Por sorte tinha uma sombrinha no porta-luvas, mas o temporal engrossava e nesse trecho da serra não havia iluminação pública. Os faróis dos carros que passavam se espremendo e buzinando para desviar do acidente refletiam, na chuva, aqueles olhos esbugalhados de medo que a fizeram mudar o rumo da viagem e estacionar.


Foi se aproximando do acidente e logo sentiu nos pés os cacos de vidro do painel estraçalhado. No chão, estava uma motocicleta tombada e uma moça caída ao lado. Quem passava abria uma fresta da janela para espiar o acontecido. Era possível identificar todo tipo de pessoas: casais jovens, famílias, homens de meia-idade. Nenhum deles disposto a parar e ajudar, mesmo percebendo a situação de perigo que estava se descortinando.


Como um vespeiro, as motos que vinham subindo a serra se juntavam, em apoio ao colega envolvido no acidente. Alheios ao fato de que o rapaz tinha agido de forma irresponsável tentando ultrapassar na curva, o grupo cercou o veículo, insuflando o motoqueiro a prosseguir com sua selvageria. Tomado de fúria, o condutor da moto tinha mantido sua garupa deitada no chão enquanto, com o capacete, destruíra os vidros do painel e da janela da motorista aos gritos e ameaças.


Celeste conseguiu atravessar o tumulto e se aproximar da porta da motorista. Ela permanecia com as mãos ao volante, olhos arregalados, sem esboçar qualquer reação. No banco traseiro, adolescentes, que não deviam ter mais do que 12doze, 13treze anos de idade, choravam e tremiam sem saber o que fazer, cercadas cada vez mais pela legião de motociclistas prontos a dar continuidade à agressão.

Celeste tentou entabular uma conversa. Em choque, coberta de cacos de vidro, a moça só balbuciava palavras incompreensíveis.


A polícia chegou, interrompendo o que poderia ter sido um massacre. Rapidamente, conversando com o policial, Celeste ficou sabendo que a motorista teria que esperar ali até que tudo fosse resolvido: chamar o resgate, lavrar a ocorrência, remover os veículos envolvidos no acidente. Isso poderia demorar ainda umas boas horas.


Aproximou-se da moça, explicou a situação e perguntou o que poderia fazer para ajudá-la.

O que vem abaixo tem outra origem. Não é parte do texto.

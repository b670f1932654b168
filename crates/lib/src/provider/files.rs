//! The template files data source.
//!
//! Produces the combined digest the engine uses to decide whether an image
//! must be rebuilt. Either an explicit template file is hashed together with
//! its declared dependencies, or a directory is scanned for `*.pkr.hcl` and
//! `*.pkr.json` templates.

use std::path::{Path, PathBuf};

use serde::Deserialize;
use tracing::debug;

use crate::provider::ProviderError;
use crate::util::hash::{HashError, files_sha256};

/// What to hash.
#[derive(Debug, Clone, Default, Deserialize)]
#[serde(default)]
pub struct FilesQuery {
  /// Explicit template file. When unset, `directory` is scanned instead.
  pub file: Option<String>,

  /// Directory to scan for templates. Defaults to the current directory.
  pub directory: Option<String>,

  /// Additional files folded into the digest.
  pub file_dependencies: Vec<String>,
}

/// Computes the combined digest for the query.
pub fn files_hash(query: &FilesQuery) -> Result<String, ProviderError> {
  let mut paths: Vec<PathBuf> = Vec::new();

  match query.file.as_deref().filter(|f| !f.is_empty()) {
    Some(file) => {
      // The template file leads, then the declared dependencies.
      paths.push(PathBuf::from(file));
      paths.extend(query.file_dependencies.iter().map(PathBuf::from));
    }
    None => {
      paths.extend(query.file_dependencies.iter().map(PathBuf::from));
      let dir = query.directory.as_deref().filter(|d| !d.is_empty()).unwrap_or(".");
      paths.extend(scan_templates(Path::new(dir))?);
    }
  }

  debug!(count = paths.len(), "hashing template files");
  Ok(files_sha256(&paths)?)
}

/// Lists `*.pkr.hcl` and `*.pkr.json` files in `dir`, sorted by name for a
/// deterministic digest.
fn scan_templates(dir: &Path) -> Result<Vec<PathBuf>, HashError> {
  let entries = std::fs::read_dir(dir).map_err(|e| HashError::ReadFile {
    path: dir.display().to_string(),
    source: e,
  })?;

  let mut templates = Vec::new();
  for entry in entries {
    let entry = entry.map_err(|e| HashError::ReadFile {
      path: dir.display().to_string(),
      source: e,
    })?;
    let name = entry.file_name();
    let name = name.to_string_lossy();
    if name.ends_with(".pkr.hcl") || name.ends_with(".pkr.json") {
      templates.push(entry.path());
    }
  }
  templates.sort();
  Ok(templates)
}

Ainda com os olhos arregalados de medo e pregada ao banco, ela conseguiu falar:

— Por favor, tire as crianças daqui.

Num ímpeto, Celeste se ofereceu para continuar a viagem, levando as crianças para sua casa, até que o pai pudesse ir buscá-las.

As meninas imediatamente aceitaram, movidas não só pelo desejo de fuga dali o mais rápido possível, como pela falta de malícia própria da infância — por nem um minuto esboçaram receio de ir embora com uma pessoa totalmente estranha, para uma casa desconhecida.


A motorista conseguiu se acalmar um pouco e ligar para o marido, compartilhando sua decisão. Virou-se para Celeste, e, com a voz ainda trêmula, disse:

— Meu nome é Diva, meu marido se chama Horácio. Concordamos com seu oferecimento tão generoso. Por favor, me passe o seu número de telefone e o endereço para ele ir buscar as crianças.

Trocadas informações de contato, lá se foi Celeste com a dupla. As meninas se acomodaram, mas a tensão não melhorou. Celeste ofereceu uns chocolates que tinha no carro, água, e tentou iniciar um diálogo.


Tocou um celular, a menina ao seu lado se mexeu nervosamente no banco.

— Mãe, tá tudo bem, mãe. Sim, estamos indo, papai vai nos pegar lá. Mãe, não foi culpa da Diva! Ele é que se perdeu na curva e bateu no carro. Não é nada disso, mãe, por favor!

Foi interrompida por outra ligação.

— Oi, pai, está tudo bem, sim, a mãe está uma fera, você sabe como ela é… A Diva ficou sozinha lá na estrada, tá muito nervosa, coitada, com medo da reação da mamãe. E agora como vai ser? Não vou mais poder viajar com vocês?

Engolindo em seco, a voz tremulou e a garota desabou no choro novamente.


Celeste entrou em casa com as meninas, à espera do pai. Serviu uma fatia farta de torta de limão, abraçou as duas, enquanto pensava naquela figura fragilizada lá no meio da estrada, enfrentando a ira dos motoqueiros, a chuva, a polícia, mas, principalmente, o terror paralisante de ter que encarar uma guerra familiar.